Indeterminate Growth of Meristems:

Though each plant grows according to a certain set of rules, each new root and shoot meristem can go on growing for as long as it is alive. In many plants, meristematic growth is potentially indeterminate, making the overall shape of the plant not determinate in advance. This is the primary growth. Primary growth leads to lengthening of the plant body and organ formation. All plant organs arise ultimately from cell divisions in the apical meristems, followed by cell expansion and differentiation. Primary growth gives rise to the apical part of many plants. The growth of nitrogen fixing nodules on legume plants such as soybean and pea is either determinate or indeterminate. Thus, soybean (or bean and Lotus japonicus) produce determinate nodules (spherical), with a branched vascular system surrounding the central infected zone. Often, Rhizobium infected cells have only small vacuoles. In contrast, nodules on pea, clovers, and Medicago truncatula are indeterminate; to maintain (at least for some time) an active meristem that yields new cells for Rhizobium infection. Thus zones of maturity exist in the nodule. Infected cells usually possess a large vacuole. The plant vascular system is branched and peripheral.

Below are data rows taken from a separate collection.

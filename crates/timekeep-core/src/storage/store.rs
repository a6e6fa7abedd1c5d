//! Preference and history store over the key-value table.
//!
//! Reads never fail: a missing or corrupt blob is logged and replaced by
//! its default. Writes return errors so callers can decide whether to
//! surface them (CLI) or log and move on (runtime).

use chrono::{DateTime, Local, Utc};
use serde::de::DeserializeOwned;
use serde::{Deserialize, Serialize};
use tracing::warn;
use uuid::Uuid;

use super::blobs::{Alarm, ClockSettings, PomodoroSettings};
use super::database::Database;
use super::stats::UserStats;
use super::{dotpath, keys};
use crate::error::{ConfigError, CoreError, ValidationError};
use crate::events::Event;
use crate::timer::TimerKind;

/// Maximum number of history entries kept; the oldest are dropped.
pub const HISTORY_LIMIT: usize = 100;

const EXPORT_VERSION: u32 = 1;

#[derive(Debug, Clone, Copy, PartialEq, Eq, Default, Serialize, Deserialize)]
#[serde(rename_all = "lowercase")]
pub enum Theme {
    Light,
    Dark,
    #[default]
    System,
}

#[derive(Debug, Clone, PartialEq, Serialize, Deserialize)]
pub struct Preferences {
    #[serde(default)]
    pub theme: Theme,
    #[serde(default = "default_true")]
    pub audio_enabled: bool,
    /// 0-100.
    #[serde(default = "default_volume")]
    pub volume: u8,
    #[serde(default = "default_true")]
    pub notifications_enabled: bool,
    /// Ask before resetting a running timer.
    #[serde(default = "default_true")]
    pub confirm_reset: bool,
    #[serde(default = "default_presets")]
    pub favorite_presets_ms: Vec<u64>,
    #[serde(default)]
    pub ads_disabled: bool,
}

fn default_true() -> bool {
    true
}
fn default_volume() -> u8 {
    70
}
fn default_presets() -> Vec<u64> {
    vec![60_000, 5 * 60_000, 10 * 60_000, 25 * 60_000]
}

impl Default for Preferences {
    fn default() -> Self {
        Self {
            theme: Theme::default(),
            audio_enabled: true,
            volume: default_volume(),
            notifications_enabled: true,
            confirm_reset: true,
            favorite_presets_ms: default_presets(),
            ads_disabled: false,
        }
    }
}

/// One finished (or abandoned) timing session.
#[derive(Debug, Clone, PartialEq, Serialize, Deserialize)]
pub struct HistoryEntry {
    pub id: String,
    pub timer_type: TimerKind,
    pub duration_ms: u64,
    pub completed: bool,
    pub timestamp: DateTime<Utc>,
    #[serde(default, skip_serializing_if = "Option::is_none")]
    pub laps: Option<Vec<u64>>,
    #[serde(default, skip_serializing_if = "Option::is_none")]
    pub name: Option<String>,
}

impl HistoryEntry {
    pub fn new(timer_type: TimerKind, duration_ms: u64, completed: bool) -> Self {
        Self {
            id: Uuid::new_v4().to_string(),
            timer_type,
            duration_ms,
            completed,
            timestamp: Utc::now(),
            laps: None,
            name: None,
        }
    }

    pub fn at(mut self, timestamp: DateTime<Utc>) -> Self {
        self.timestamp = timestamp;
        self
    }

    pub fn with_laps(mut self, laps: Vec<u64>) -> Self {
        self.laps = Some(laps);
        self
    }

    pub fn with_name(mut self, name: impl Into<String>) -> Self {
        self.name = Some(name.into());
        self
    }

    /// Build the entry for a `SessionEnded` event; other events yield `None`.
    pub fn from_event(event: &Event) -> Option<Self> {
        match event {
            Event::SessionEnded {
                kind,
                duration_ms,
                completed,
                laps,
                name,
                at,
            } => Some(Self {
                id: Uuid::new_v4().to_string(),
                timer_type: *kind,
                duration_ms: *duration_ms,
                completed: *completed,
                timestamp: *at,
                laps: laps.clone(),
                name: name.clone(),
            }),
            _ => None,
        }
    }
}

/// Whole-state export format.
#[derive(Debug, Clone, PartialEq, Serialize, Deserialize)]
pub struct ExportData {
    pub version: u32,
    pub exported_at: DateTime<Utc>,
    pub preferences: Preferences,
    pub history: Vec<HistoryEntry>,
    pub stats: UserStats,
    #[serde(default)]
    pub alarms: Vec<Alarm>,
    #[serde(default)]
    pub clock_settings: ClockSettings,
    #[serde(default)]
    pub pomodoro_settings: PomodoroSettings,
}

pub struct Store {
    db: Database,
}

impl Store {
    pub fn new(db: Database) -> Self {
        Self { db }
    }

    /// Open the store in the default data directory.
    pub fn open() -> Result<Self, CoreError> {
        Ok(Self::new(Database::open()?))
    }

    pub fn open_memory() -> Result<Self, CoreError> {
        Ok(Self::new(Database::open_memory()?))
    }

    pub fn db(&self) -> &Database {
        &self.db
    }

    fn read<T: DeserializeOwned>(&self, key: &str) -> Option<T> {
        let raw = match self.db.kv_get(key) {
            Ok(raw) => raw?,
            Err(e) => {
                warn!(key, "storage read failed: {e}");
                return None;
            }
        };
        match serde_json::from_str(&raw) {
            Ok(value) => Some(value),
            Err(e) => {
                warn!(key, "ignoring corrupt stored value: {e}");
                None
            }
        }
    }

    fn write<T: Serialize + ?Sized>(&self, key: &str, value: &T) -> Result<(), CoreError> {
        let json = serde_json::to_string(value)?;
        self.db.kv_set(key, &json)?;
        Ok(())
    }

    // ── Preferences ──────────────────────────────────────────────────

    pub fn preferences(&self) -> Preferences {
        self.read(keys::PREFERENCES).unwrap_or_default()
    }

    pub fn set_preferences(&self, prefs: &Preferences) -> Result<(), CoreError> {
        self.write(keys::PREFERENCES, prefs)
    }

    /// Get one preference by dot-separated key.
    pub fn preference(&self, key: &str) -> Option<String> {
        let json = serde_json::to_value(self.preferences()).ok()?;
        dotpath::get_string(&json, key)
    }

    /// Set one preference by key, validating it against the current type.
    pub fn set_preference(&self, key: &str, value: &str) -> Result<Preferences, CoreError> {
        let mut json = serde_json::to_value(self.preferences())?;
        dotpath::set(&mut json, key, value)?;
        let mut prefs: Preferences =
            serde_json::from_value(json).map_err(|e| ConfigError::InvalidValue {
                key: key.to_string(),
                message: e.to_string(),
            })?;
        prefs.volume = prefs.volume.min(100);
        self.set_preferences(&prefs)?;
        Ok(prefs)
    }

    // ── History ──────────────────────────────────────────────────────

    /// Full history, newest first.
    pub fn history(&self) -> Vec<HistoryEntry> {
        self.read(keys::HISTORY).unwrap_or_default()
    }

    /// Prepend an entry, drop anything past [`HISTORY_LIMIT`], and refresh
    /// the stats view.
    pub fn add_history_entry(&self, entry: HistoryEntry) -> Result<UserStats, CoreError> {
        let mut history = self.history();
        history.insert(0, entry);
        history.truncate(HISTORY_LIMIT);
        self.write(keys::HISTORY, &history)?;

        let stats = UserStats::from_history(&history, Local::now().date_naive());
        self.write(keys::USER_STATS, &stats)?;
        Ok(stats)
    }

    /// Drop all history and reset the stats view. Preferences stay.
    pub fn clear_history(&self) -> Result<(), CoreError> {
        self.db.kv_delete(keys::HISTORY)?;
        self.write(keys::USER_STATS, &UserStats::default())
    }

    pub fn recent_history(&self, limit: usize) -> Vec<HistoryEntry> {
        let mut history = self.history();
        history.truncate(limit);
        history
    }

    pub fn history_by_type(&self, kind: TimerKind) -> Vec<HistoryEntry> {
        self.history()
            .into_iter()
            .filter(|e| e.timer_type == kind)
            .collect()
    }

    /// Stats recomputed from the current history.
    pub fn stats(&self) -> UserStats {
        UserStats::from_history(&self.history(), Local::now().date_naive())
    }

    /// The stats view as last written.
    pub fn stored_stats(&self) -> Option<UserStats> {
        self.read(keys::USER_STATS)
    }

    // ── Feature blobs ────────────────────────────────────────────────

    pub fn alarms(&self) -> Vec<Alarm> {
        self.read(keys::ALARMS).unwrap_or_default()
    }

    pub fn set_alarms(&self, alarms: &[Alarm]) -> Result<(), CoreError> {
        self.write(keys::ALARMS, alarms)
    }

    pub fn clock_settings(&self) -> ClockSettings {
        self.read(keys::CLOCK_SETTINGS).unwrap_or_default()
    }

    pub fn set_clock_settings(&self, settings: &ClockSettings) -> Result<(), CoreError> {
        self.write(keys::CLOCK_SETTINGS, settings)
    }

    pub fn pomodoro_settings(&self) -> PomodoroSettings {
        self.read(keys::POMODORO_SETTINGS).unwrap_or_default()
    }

    pub fn set_pomodoro_settings(&self, settings: &PomodoroSettings) -> Result<(), CoreError> {
        self.write(keys::POMODORO_SETTINGS, settings)
    }

    // ── Whole-state operations ───────────────────────────────────────

    pub fn export_data(&self) -> Result<String, CoreError> {
        let data = ExportData {
            version: EXPORT_VERSION,
            exported_at: Utc::now(),
            preferences: self.preferences(),
            history: self.history(),
            stats: self.stats(),
            alarms: self.alarms(),
            clock_settings: self.clock_settings(),
            pomodoro_settings: self.pomodoro_settings(),
        };
        Ok(serde_json::to_string_pretty(&data)?)
    }

    /// Replace preferences, history and feature blobs with an export.
    /// Stats are rebuilt from the imported history.
    pub fn import_data(&self, json: &str) -> Result<ExportData, CoreError> {
        let mut data: ExportData = serde_json::from_str(json)
            .map_err(|e| ValidationError::InvalidImport(e.to_string()))?;
        if data.version > EXPORT_VERSION {
            return Err(ValidationError::InvalidImport(format!(
                "unsupported export version {}",
                data.version
            ))
            .into());
        }
        data.history.truncate(HISTORY_LIMIT);
        data.stats = UserStats::from_history(&data.history, Local::now().date_naive());

        self.set_preferences(&data.preferences)?;
        self.write(keys::HISTORY, &data.history)?;
        self.write(keys::USER_STATS, &data.stats)?;
        self.set_alarms(&data.alarms)?;
        self.set_clock_settings(&data.clock_settings)?;
        self.set_pomodoro_settings(&data.pomodoro_settings)?;
        Ok(data)
    }

    /// Remove everything, including the timer snapshot.
    pub fn clear_all_data(&self) -> Result<(), CoreError> {
        self.db.kv_clear()?;
        Ok(())
    }
}

#[cfg(test)]
mod tests {
    use super::*;

    #[test]
    fn preferences_default_when_missing_or_corrupt() {
        let store = Store::open_memory().unwrap();
        assert_eq!(store.preferences(), Preferences::default());
        store.db().kv_set(keys::PREFERENCES, "{not json").unwrap();
        assert_eq!(store.preferences(), Preferences::default());
    }

    #[test]
    fn set_preference_by_key() {
        let store = Store::open_memory().unwrap();
        store.set_preference("theme", "dark").unwrap();
        store.set_preference("volume", "300").unwrap_err();
        assert_eq!(store.set_preference("volume", "250").unwrap().volume, 100);
        store.set_preference("volume", "40").unwrap();
        let prefs = store.preferences();
        assert_eq!(prefs.theme, Theme::Dark);
        assert_eq!(prefs.volume, 40);
        assert_eq!(store.preference("audio_enabled").as_deref(), Some("true"));
        assert!(store.set_preference("nope", "1").is_err());
    }

    #[test]
    fn history_is_newest_first_and_filterable() {
        let store = Store::open_memory().unwrap();
        store
            .add_history_entry(HistoryEntry::new(TimerKind::Egg, 1000, true))
            .unwrap();
        store
            .add_history_entry(HistoryEntry::new(TimerKind::Bomb, 2000, false))
            .unwrap();
        let recent = store.recent_history(1);
        assert_eq!(recent.len(), 1);
        assert_eq!(recent[0].timer_type, TimerKind::Bomb);
        assert_eq!(store.history_by_type(TimerKind::Egg).len(), 1);
        assert_eq!(store.stored_stats().unwrap().total_sessions, 2);
    }

    #[test]
    fn from_event_ignores_non_session_events() {
        let event = Event::TimerReset {
            kind: TimerKind::Egg,
            at: Utc::now(),
        };
        assert!(HistoryEntry::from_event(&event).is_none());
    }

    #[test]
    fn import_rejects_garbage() {
        let store = Store::open_memory().unwrap();
        let err = store.import_data("[1, 2, 3]").unwrap_err();
        assert!(matches!(
            err,
            CoreError::Validation(ValidationError::InvalidImport(_))
        ));
    }

    #[test]
    fn clear_history_keeps_preferences() {
        let store = Store::open_memory().unwrap();
        store.set_preference("volume", "40").unwrap();
        store
            .add_history_entry(HistoryEntry::new(TimerKind::Egg, 1_000, true))
            .unwrap();
        store.clear_history().unwrap();
        assert!(store.history().is_empty());
        assert_eq!(store.stored_stats(), Some(UserStats::default()));
        assert_eq!(store.preferences().volume, 40);
    }
}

Role of Hormones in Shoot Apical Meristem Function:

Plant organs are produced in meristems in a continuous and predictable but nevertheless flexible manner. Phytohormones and transcription factors cooperate to balance meristem maintenance and organ production. Recent research has provided clues to the mechanisms underlying this cooperation. KNOTTED1-like homeobox (KNOX) and WUSCHEL (WUS) transcription factors facilitate high cytokinin activity in the shoot apical meristem (SAM), whereas high gibberellin and auxin activities promote the initiation of lateral organs at specific sites in the SAM flanks.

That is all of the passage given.